Photograph, page 12
But instead of having been asleep for a few minutes, it was already morning, with sunlight streaming through the motel window. I guess that’s progress if I made it through the night and my vision didn’t leave me screaming.
I showered, then drove a mile south on the highway to a little breakfast café called the Happy Egg. I ordered myself a glazed old-fashioned doughnut and a cup of coffee, and then I found a table by the window and waited for Detective Chuck Kimble to arrive. We’d said eight o’clock, and at seven forty-five, a green Pontiac pulled into the parking lot right outside my window.
The man who got out had cop written all over him. He was about five feet ten, still in pretty good shape for a man who was probably in his late forties or early fifties. He had a shaved head, the classic technique of bald men everywhere who don’t want people thinking they’re bald. Wavy wrinkles ran across his forehead, and he had black-and-gray stubble that hadn’t been cut back in a couple of days. Call it nine-o’clock shadow, rather than five. He had squinty, intense blue eyes and a thin line for a mouth that didn’t look accustomed to smiling. His clothes fit snugly on his frame, white shirt with a tie knotted firmly at his collar, chocolate-brown slacks, dusty tan loafers. His badge was slung over his belt.
Three words came to mind. Hard. Suspicious. Thorough.
Kimble came into the restaurant, and I waved at him. He nodded at me, but I saw no warmth on his face as he approached. I already had the feeling that this was not going to be one of those cop–private detective relationships where we shared all of our innermost secrets and painted each other’s toenails.
“You’re Shannon Wells?” he said, sitting down across from me. The café waitress obviously knew him and had a mug of coffee ready to put in front of him the instant his ass hit the chair.

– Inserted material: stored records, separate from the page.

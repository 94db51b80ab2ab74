//! Proxy module for forwarding requests to backend services
//!
//! This module handles request forwarding, including:
//! - Target URL construction (the inbound path is kept, prefix included)
//! - Header filtering and normalization (see [`headers`])
//! - Query parameter merging
//! - Response translation (JSON re-serialization, opaque pass-through otherwise)

pub mod headers;

pub use headers::ForwardHeaders;

use axum::body::Body;
use axum::extract::Query;
use axum::http::header::{HeaderMap, HeaderValue, CONTENT_TYPE};
use axum::http::{Request, StatusCode, Uri};
use axum::response::{IntoResponse, Response};
use axum::Json;
use bytes::Bytes;
use reqwest::Url;
use std::time::Duration;

use crate::auth::USER_ID_HEADER;
use crate::token::UserId;

/// Failures while forwarding a request
#[derive(Debug, thiserror::Error)]
pub enum ForwardError {
    /// Network or transport failure talking to the backend
    #[error("upstream request failed: {0}")]
    Upstream(#[from] reqwest::Error),
    #[error("invalid backend URL '{url}': {reason}")]
    InvalidTarget { url: String, reason: String },
    /// `.` or `..` segments, which URL normalization would resolve away
    #[error("path '{0}' contains dot segments")]
    DotSegments(String),
    #[error("invalid query string: {0}")]
    Query(String),
    #[error("failed to read request body: {0}")]
    Body(#[source] axum::Error),
}

/// Backend response, buffered and ready to be relayed once
#[derive(Debug)]
pub struct ProxyResponse {
    pub status: StatusCode,
    pub headers: HeaderMap,
    pub body: Bytes,
}

impl ProxyResponse {
    /// The backend's content type, if it sent a textual one
    pub fn content_type(&self) -> Option<&str> {
        self.headers
            .get(CONTENT_TYPE)
            .and_then(|value| value.to_str().ok())
    }

    /// Whether the backend declared a JSON body
    pub fn is_json(&self) -> bool {
        self.content_type()
            .map(|ct| ct.contains("application/json"))
            .unwrap_or(false)
    }

    /// Parse the body as JSON
    pub fn json(&self) -> serde_json::Result<serde_json::Value> {
        serde_json::from_slice(&self.body)
    }

    /// Translate into the reply sent to the original caller.
    ///
    /// JSON bodies are parsed and re-serialized, so malformed JSON from the
    /// backend is returned as an error instead of being relayed.
    pub fn relay(self) -> serde_json::Result<Response> {
        if self.is_json() {
            if self.body.is_empty() {
                return Ok(self.status.into_response());
            }
            let value = self.json()?;
            return Ok((self.status, Json(value)).into_response());
        }

        let content_type = self
            .headers
            .get(CONTENT_TYPE)
            .cloned()
            .unwrap_or_else(|| HeaderValue::from_static("text/plain; charset=utf-8"));
        Ok((self.status, [(CONTENT_TYPE, content_type)], self.body).into_response())
    }
}

/// Forwards requests to backend services over a pooled HTTP client
#[derive(Clone)]
pub struct RequestForwarder {
    client: reqwest::Client,
}

impl RequestForwarder {
    /// Create a forwarder whose client gives up on a backend after `timeout`
    pub fn new(timeout: Duration) -> reqwest::Result<Self> {
        let client = reqwest::Client::builder()
            .timeout(timeout)
            .tcp_keepalive(Duration::from_secs(30))
            .pool_idle_timeout(Duration::from_secs(90))
            .build()?;

        Ok(Self { client })
    }

    /// The underlying client, for callers building their own outbound requests
    pub fn client(&self) -> &reqwest::Client {
        &self.client
    }

    /// Forward a request to `backend_url`, keeping method, path, filtered
    /// headers, query parameters and a non-empty body.
    ///
    /// `X-User-Id` is set to `user_id` after filtering, replacing whatever the
    /// client sent.
    pub async fn forward(
        &self,
        backend_url: &str,
        request: Request<Body>,
        user_id: &UserId,
    ) -> Result<ProxyResponse, ForwardError> {
        let (parts, body) = request.into_parts();

        let mut url = target_url(backend_url, parts.uri.path())?;
        merge_query(&mut url, inbound_query(&parts.uri)?);

        let mut headers = ForwardHeaders::from_header_map(&parts.headers);
        headers.insert(USER_ID_HEADER.as_str(), &user_id.to_string());

        let body = axum::body::to_bytes(body, usize::MAX)
            .await
            .map_err(ForwardError::Body)?;

        let mut outbound = self
            .client
            .request(parts.method, url)
            .headers(headers.to_header_map());
        if !body.is_empty() {
            outbound = outbound.body(body);
        }

        self.send(outbound).await
    }

    /// Dispatch an outbound request and buffer the response
    pub async fn send(&self, request: reqwest::RequestBuilder) -> Result<ProxyResponse, ForwardError> {
        let response = request.send().await?;
        let status = response.status();
        let headers = response.headers().clone();
        let body = response.bytes().await?;

        Ok(ProxyResponse {
            status,
            headers,
            body,
        })
    }
}

/// Append the inbound path to the backend base URL, keeping any base path and query.
///
/// Paths with dot segments are refused so the outbound path is always the
/// inbound one.
pub fn target_url(backend_url: &str, path: &str) -> Result<Url, ForwardError> {
    if has_dot_segments(path) {
        return Err(ForwardError::DotSegments(path.to_string()));
    }

    let mut url = Url::parse(backend_url).map_err(|e| ForwardError::InvalidTarget {
        url: backend_url.to_string(),
        reason: e.to_string(),
    })?;

    let joined = format!(
        "{}/{}",
        url.path().trim_end_matches('/'),
        path.trim_start_matches('/')
    );
    url.set_path(&joined);
    Ok(url)
}

/// Whether any segment is `.` or `..`, literal or percent-encoded
pub fn has_dot_segments(path: &str) -> bool {
    path.split(['/', '\\']).any(|segment| {
        let decoded = segment.to_ascii_lowercase().replace("%2e", ".");
        decoded == "." || decoded == ".."
    })
}

fn inbound_query(uri: &Uri) -> Result<Vec<(String, String)>, ForwardError> {
    Query::<Vec<(String, String)>>::try_from_uri(uri)
        .map(|Query(pairs)| pairs)
        .map_err(|e| ForwardError::Query(e.body_text()))
}

/// Merge inbound query parameters onto the URL's own.
///
/// On a key collision the inbound value replaces the existing one; repeated
/// inbound keys resolve to their last value.
pub fn merge_query(url: &mut Url, inbound: Vec<(String, String)>) {
    if inbound.is_empty() {
        return;
    }

    let mut merged: Vec<(String, String)> = url.query_pairs().into_owned().collect();
    for (key, value) in inbound {
        match merged.iter_mut().find(|(existing, _)| *existing == key) {
            Some(entry) => entry.1 = value,
            None => merged.push((key, value)),
        }
    }

    url.query_pairs_mut().clear().extend_pairs(&merged);
}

“I am. Detective Kimble, I presume?”
“That’s right.” His voice was a deep, throaty rumble. He eased back in the chair and drank his hot coffee with the confidence of someone who was on his home turf. “Did you fly into O’Hare?”
“No, actually, I drove.”
His dark eyebrows arched. “That’s a long way.”
“I had a stop to make.”
“Hmm.” He expressed no interest in my detour, which matched my lack of interest in telling him that I’d been looking into the murder of a woman who might have been me in a prior life.

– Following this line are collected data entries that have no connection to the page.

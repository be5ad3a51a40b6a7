//! Range validation for numeric field values.
//!
//! Each validator checks a value against the representable domain of a protobuf scalar type and
//! returns it narrowed to the matching Rust type. Validation runs before any byte of the field is
//! written.

use crate::RangeError;

pub fn validate_int32(value: i128) -> Result<i32, RangeError> {
    i32::try_from(value).map_err(|_| RangeError::Int32(value))
}

pub fn validate_int64(value: i128) -> Result<i64, RangeError> {
    i64::try_from(value).map_err(|_| RangeError::Int64(value))
}

pub fn validate_uint32(value: i128) -> Result<u32, RangeError> {
    u32::try_from(value).map_err(|_| RangeError::Uint32(value))
}

pub fn validate_uint64(value: i128) -> Result<u64, RangeError> {
    u64::try_from(value).map_err(|_| RangeError::Uint64(value))
}

/// Narrow to `f32`, rejecting finite values that would overflow to infinity.
pub fn validate_float(value: f64) -> Result<f32, RangeError> {
    let narrow = value as f32;
    if value.is_finite() && narrow.is_infinite() {
        return Err(RangeError::Float(value.to_bits()));
    }
    Ok(narrow)
}

#[cfg(test)]
mod tests {
    use alloc::string::ToString;

    use super::*;

    #[test]
    fn int32_bounds() {
        assert_eq!(validate_int32(i32::MIN as i128), Ok(i32::MIN));
        assert_eq!(validate_int32(i32::MAX as i128), Ok(i32::MAX));
        assert_eq!(validate_int32(i32::MAX as i128 + 1), Err(RangeError::Int32(2147483648)));
        assert_eq!(validate_int32(i32::MIN as i128 - 1), Err(RangeError::Int32(-2147483649)));
    }

    #[test]
    fn int64_bounds() {
        assert_eq!(validate_int64(i64::MIN as i128), Ok(i64::MIN));
        assert_eq!(validate_int64(i64::MAX as i128), Ok(i64::MAX));
        assert!(validate_int64(i64::MAX as i128 + 1).is_err());
        assert!(validate_int64(i64::MIN as i128 - 1).is_err());
    }

    #[test]
    fn unsigned_rejects_negative() {
        assert_eq!(validate_uint32(-1), Err(RangeError::Uint32(-1)));
        assert_eq!(validate_uint64(-1), Err(RangeError::Uint64(-1)));
        assert_eq!(validate_uint32(u32::MAX as i128), Ok(u32::MAX));
        assert!(validate_uint32(u32::MAX as i128 + 1).is_err());
        assert_eq!(validate_uint64(u64::MAX as i128), Ok(u64::MAX));
        assert!(validate_uint64(u64::MAX as i128 + 1).is_err());
    }

    #[test]
    fn message() {
        assert_eq!(
            RangeError::Int32(2147483648).to_string(),
            "2147483648 is not a valid 32 bit integer. The value must be between -2147483648 and 2147483647."
        );
    }

    #[test]
    fn float_bounds() {
        assert_eq!(validate_float(1.5), Ok(1.5));
        assert_eq!(validate_float(f32::MAX as f64), Ok(f32::MAX));
        assert_eq!(validate_float(f64::INFINITY), Ok(f32::INFINITY));
        assert!(validate_float(f64::NAN).is_ok_and(f32::is_nan));
        assert_eq!(validate_float(1e300), Err(RangeError::Float(1e300f64.to_bits())));
        assert_eq!(validate_float(-1e300), Err(RangeError::Float((-1e300f64).to_bits())));
        assert_eq!(
            RangeError::Float(1e300f64.to_bits()).to_string(),
            format!("{} is not a valid 32 bit float. The magnitude must not exceed {}.", 1e300f64, f32::MAX)
        );
    }
}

“Anyway, thanks for reaching out to me,” I went on. “How did you spot my post on the cold case forum?”
Kimble shrugged. “I didn’t. I got a call from Phil Potter. He’s a retired detective from the sheriff’s department. The West case was Phil’s before it shifted to my desk when he left the force ten years ago. Phil spends a lot of time digging into cold cases around Michigan. He haunts the true crime blogs. When he saw your post, he made the connection to the West case, and he called me.”

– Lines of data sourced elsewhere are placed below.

use alloc::string::String;
use alloc::vec::Vec;

use crate::DynamicMessage;

/// A field value held by a [`DynamicMessage`].
///
/// Integers of every width share [`Value::Int`], wide enough that values outside any protobuf
/// integer range can still be represented and rejected by range validation at encode time.
#[derive(Clone, Debug, PartialEq)]
pub enum Value {
    Bool(bool),
    Int(i128),
    Float(f32),
    Double(f64),
    String(String),
    Bytes(Vec<u8>),
    Message(DynamicMessage),
    /// Values of a repeated field.
    List(Vec<Value>),
}

impl Value {
    pub fn as_bool(&self) -> Option<bool> {
        match *self {
            Value::Bool(b) => Some(b),
            _ => None,
        }
    }

    pub fn as_int(&self) -> Option<i128> {
        match *self {
            Value::Int(i) => Some(i),
            _ => None,
        }
    }

    /// The value as a double, converting integers and floats.
    pub fn as_f64(&self) -> Option<f64> {
        match *self {
            Value::Float(f) => Some(f as f64),
            Value::Double(d) => Some(d),
            Value::Int(i) => Some(i as f64),
            _ => None,
        }
    }

    pub fn as_str(&self) -> Option<&str> {
        match self {
            Value::String(s) => Some(s),
            _ => None,
        }
    }

    /// Raw bytes of a bytes or string value.
    pub fn as_bytes(&self) -> Option<&[u8]> {
        match self {
            Value::Bytes(b) => Some(b),
            Value::String(s) => Some(s.as_bytes()),
            _ => None,
        }
    }

    pub fn as_message(&self) -> Option<&DynamicMessage> {
        match self {
            Value::Message(m) => Some(m),
            _ => None,
        }
    }

    pub fn as_list(&self) -> Option<&[Value]> {
        match self {
            Value::List(l) => Some(l),
            _ => None,
        }
    }
}

macro_rules! from_int {
    ($($t:ty),*) => {
        $(
            impl From<$t> for Value {
                fn from(val: $t) -> Self {
                    Value::Int(val as i128)
                }
            }
        )*
    };
}

from_int!(i8, i16, i32, i64, i128, u8, u16, u32, u64);

impl From<bool> for Value {
    fn from(val: bool) -> Self {
        Value::Bool(val)
    }
}

impl From<f32> for Value {
    fn from(val: f32) -> Self {
        Value::Float(val)
    }
}

impl From<f64> for Value {
    fn from(val: f64) -> Self {
        Value::Double(val)
    }
}

impl From<&str> for Value {
    fn from(val: &str) -> Self {
        Value::String(val.into())
    }
}

impl From<String> for Value {
    fn from(val: String) -> Self {
        Value::String(val)
    }
}

impl From<&[u8]> for Value {
    fn from(val: &[u8]) -> Self {
        Value::Bytes(val.to_vec())
    }
}

impl From<Vec<u8>> for Value {
    fn from(val: Vec<u8>) -> Self {
        Value::Bytes(val)
    }
}

impl From<DynamicMessage> for Value {
    fn from(val: DynamicMessage) -> Self {
        Value::Message(val)
    }
}

impl From<Vec<Value>> for Value {
    fn from(val: Vec<Value>) -> Self {
        Value::List(val)
    }
}

impl<T: Into<Value>, const N: usize> From<[T; N]> for Value {
    fn from(val: [T; N]) -> Self {
        Value::List(val.into_iter().map(Into::into).collect())
    }
}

“Do you think Phil would be willing to talk to me?” I asked.
“Talk to a pretty young woman? Yeah, Phil will be all over that.” Kimble’s lips finally crept upward in something like a smile, but it didn’t last long. “However, let’s be clear about something. This is my case, Shannon. It may be cold, but as far as I’m concerned, it’s as active as it was on the day we found Dawn West’s body. I appreciate you taking an interest in it, and I’m never going to complain about an extra set of eyes. But I expect you to respect the ground rules, okay?”
“Absolutely.”
“You find anything, you tell me pronto, got it? I don’t need an out-of-state PI crossing ethical lines.”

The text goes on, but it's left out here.